Erstmals wird mit dem Lehrplan 21 ein gemeinsamer Lehrplan für die deutsch- und mehrsprachigen Kantone der Schweiz erarbeitet. Bisher hatte fast jeder Kanton einen eigenen Lehrplan. Mit dem Lehrplan 21 setzen die Kantone den Artikel 62 der Bundesverfassung um, die Ziele der Schule zu harmonisieren.
Ab Herbst 2010 wird der Lehrplan 21 ausgearbeitet.
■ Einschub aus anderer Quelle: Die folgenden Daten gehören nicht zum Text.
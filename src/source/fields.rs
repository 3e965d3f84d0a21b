//! Canonical Field Resolution for File Exports
//!
//! Export files arrive with unknown column names. Each canonical field
//! carries an ordered alias list; the first record's key set resolves, for
//! each field, the first alias (case-insensitive, trimmed) that matches a
//! present key. An exact canonical-name match always takes precedence over
//! any alias-list match.
//!
//! The resolved mapping is applied uniformly to every record — headers are
//! not re-resolved per record. Documented limitation: if a hand-edited file
//! mixes header spellings across rows, later rows silently normalize
//! unmapped fields to empty string.

use std::collections::HashMap;

/// Canonical ticket fields an export column can map to
#[derive(Debug, Clone, Copy, PartialEq, Eq, Hash)]
pub enum CanonicalField {
    Number,
    Type,
    ShortDescription,
    Description,
    State,
    Priority,
    Category,
    Subcategory,
    OpenedAt,
    ClosedAt,
    ResolvedAt,
    AssignedTo,
    CallerName,
    CloseNotes,
    WorkNotes,
    CiName,
}

impl CanonicalField {
    pub const ALL: &'static [CanonicalField] = &[
        Self::Number,
        Self::Type,
        Self::ShortDescription,
        Self::Description,
        Self::State,
        Self::Priority,
        Self::Category,
        Self::Subcategory,
        Self::OpenedAt,
        Self::ClosedAt,
        Self::ResolvedAt,
        Self::AssignedTo,
        Self::CallerName,
        Self::CloseNotes,
        Self::WorkNotes,
        Self::CiName,
    ];

    /// The canonical column name; an exact (case-insensitive) match on this
    /// beats every alias
    pub fn canonical_name(self) -> &'static str {
        match self {
            Self::Number => "number",
            Self::Type => "type",
            Self::ShortDescription => "short_description",
            Self::Description => "description",
            Self::State => "state",
            Self::Priority => "priority",
            Self::Category => "category",
            Self::Subcategory => "subcategory",
            Self::OpenedAt => "opened_at",
            Self::ClosedAt => "closed_at",
            Self::ResolvedAt => "resolved_at",
            Self::AssignedTo => "assigned_to",
            Self::CallerName => "caller_name",
            Self::CloseNotes => "close_notes",
            Self::WorkNotes => "work_notes",
            Self::CiName => "ci_name",
        }
    }

    /// Accepted source-header aliases, in precedence order
    pub fn aliases(self) -> &'static [&'static str] {
        match self {
            Self::Number => &[
                "ticket_number",
                "ticket number",
                "incident_number",
                "id",
                "key",
                "ref",
                "reference",
            ],
            Self::Type => &["ticket_type", "issue_type", "record_type"],
            Self::ShortDescription => &[
                "summary",
                "title",
                "subject",
                "short_desc",
                "brief_description",
            ],
            Self::Description => &["details", "long_description", "body", "full_description"],
            Self::State => &["status", "ticket_state", "ticket_status", "workflow_state"],
            Self::Priority => &["urgency", "severity", "prio"],
            Self::Category => &["classification", "issue_category", "area", "group"],
            Self::Subcategory => &["sub_category", "subcat", "component", "sub_area"],
            Self::OpenedAt => &[
                "opened",
                "created",
                "created_at",
                "creation_date",
                "open_date",
                "date_opened",
                "sys_created_on",
            ],
            Self::ClosedAt => &["closed", "closed_date", "close_date", "date_closed"],
            Self::ResolvedAt => &["resolved", "resolved_date", "resolution_date", "date_resolved"],
            Self::AssignedTo => &["assignee", "assigned", "owner", "technician"],
            Self::CallerName => &[
                "caller",
                "requester",
                "reporter",
                "requested_by",
                "customer",
                "contact",
            ],
            Self::CloseNotes => &["resolution", "resolution_notes", "close_comments", "fix_notes"],
            Self::WorkNotes => &["work_log", "comments", "activity", "journal"],
            Self::CiName => &[
                "ci",
                "configuration_item",
                "affected_ci",
                "cmdb_ci",
                "asset",
                "hostname",
            ],
        }
    }
}

/// Resolved mapping from canonical field to the export's actual column key
pub type ColumnMap = HashMap<CanonicalField, String>;

/// Resolve each canonical field against the first record's key set.
///
/// Pure function from key set to mapping: exact canonical-name match first,
/// then the alias list in order. Fields with no matching key are absent
/// from the map and normalize to empty string downstream.
pub fn resolve_columns<S: AsRef<str>>(first_record_keys: &[S]) -> ColumnMap {
    // Normalized key -> original spelling; first occurrence wins
    let mut normalized: HashMap<String, &str> = HashMap::new();
    for key in first_record_keys {
        let key = key.as_ref();
        normalized
            .entry(key.trim().to_lowercase())
            .or_insert(key);
    }

    let mut resolved = ColumnMap::new();
    for &field in CanonicalField::ALL {
        if let Some(original) = normalized.get(field.canonical_name()) {
            resolved.insert(field, (*original).to_string());
            continue;
        }
        for alias in field.aliases() {
            if let Some(original) = normalized.get(*alias) {
                resolved.insert(field, (*original).to_string());
                break;
            }
        }
    }
    resolved
}

#[cfg(test)]
mod tests {
    use super::*;

    fn keys(raw: &[&str]) -> Vec<String> {
        raw.iter().map(|s| s.to_string()).collect()
    }

    #[test]
    fn test_exact_canonical_name_resolves() {
        let map = resolve_columns(&keys(&["number", "state", "priority"]));
        assert_eq!(map.get(&CanonicalField::Number).unwrap(), "number");
        assert_eq!(map.get(&CanonicalField::State).unwrap(), "state");
    }

    #[test]
    fn test_alias_resolves_when_canonical_absent() {
        let map = resolve_columns(&keys(&["Key", "Summary", "Status", "Created"]));
        assert_eq!(map.get(&CanonicalField::Number).unwrap(), "Key");
        assert_eq!(map.get(&CanonicalField::ShortDescription).unwrap(), "Summary");
        assert_eq!(map.get(&CanonicalField::State).unwrap(), "Status");
        assert_eq!(map.get(&CanonicalField::OpenedAt).unwrap(), "Created");
    }

    #[test]
    fn test_canonical_beats_alias() {
        // Both "number" and the earlier-listed alias "id" are present;
        // the exact canonical name wins regardless of alias order
        let map = resolve_columns(&keys(&["id", "number"]));
        assert_eq!(map.get(&CanonicalField::Number).unwrap(), "number");
    }

    #[test]
    fn test_alias_precedence_order() {
        // "ticket_number" precedes "id" in the alias list
        let map = resolve_columns(&keys(&["id", "ticket_number"]));
        assert_eq!(map.get(&CanonicalField::Number).unwrap(), "ticket_number");
    }

    #[test]
    fn test_case_insensitive_and_trimmed() {
        let map = resolve_columns(&keys(&["  Ticket_Number  ", "SUMMARY"]));
        assert_eq!(map.get(&CanonicalField::Number).unwrap(), "  Ticket_Number  ");
        assert_eq!(map.get(&CanonicalField::ShortDescription).unwrap(), "SUMMARY");
    }

    #[test]
    fn test_unmatched_fields_absent() {
        let map = resolve_columns(&keys(&["number"]));
        assert!(map.get(&CanonicalField::CiName).is_none());
        assert!(map.get(&CanonicalField::WorkNotes).is_none());
    }

    #[test]
    fn test_resolution_preserves_original_spelling() {
        // The returned value is the export's spelling so raw-record lookups work
        let map = resolve_columns(&keys(&["Opened"]));
        assert_eq!(map.get(&CanonicalField::OpenedAt).unwrap(), "Opened");
    }
}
Der Lehrplan 21 soll im Frühling 2014 den Kantonen zur Einführung übergeben werden.
Der Lehrplan 21 umfasst elf Jahre: die Zeit von zwei Jahren Kindergarten und neun Jahren Schule. Er beschreibt das Bildungsangebot für den Pflicht- und Wahlpflichtbereich der obligatorischen Schulzeit und dient als Planungsinstrument für Lehrpersonen, Schulen und Bildungsbehörden. Der Lehrplan 21 wird übersichtlich, einfach und verständlich.

Wer macht mit?
An der Erarbeitung des Lehrplans 21 beteiligen sich alle deutsch- und mehrsprachigen Kantone. Es sind dies: Aargau, Appenzell Ausserrhoden, Appenzell Innerrhoden, Basel-Landschaft, Basel-Stadt, Bern, Freiburg, Glarus, Graubünden, Luzern, Nidwalden, Obwalden, Schaffhausen, Schwyz, Solothurn, St. Gallen, Thurgau, Uri, Wallis, Zug und Zürich.
Kantonale Hoheit
Die Hoheit der Kantone über die Volksschule bleibt auch mit dem Lehrplan 21 bestehen. U.a. bleiben die Ausgestaltung der Eingangsstufe (Kindergarten, Grund- oder Basisstufe) und der Sekundarstufe I sowie die Festlegung der Stundentafel weiterhin den Kantonen überlassen.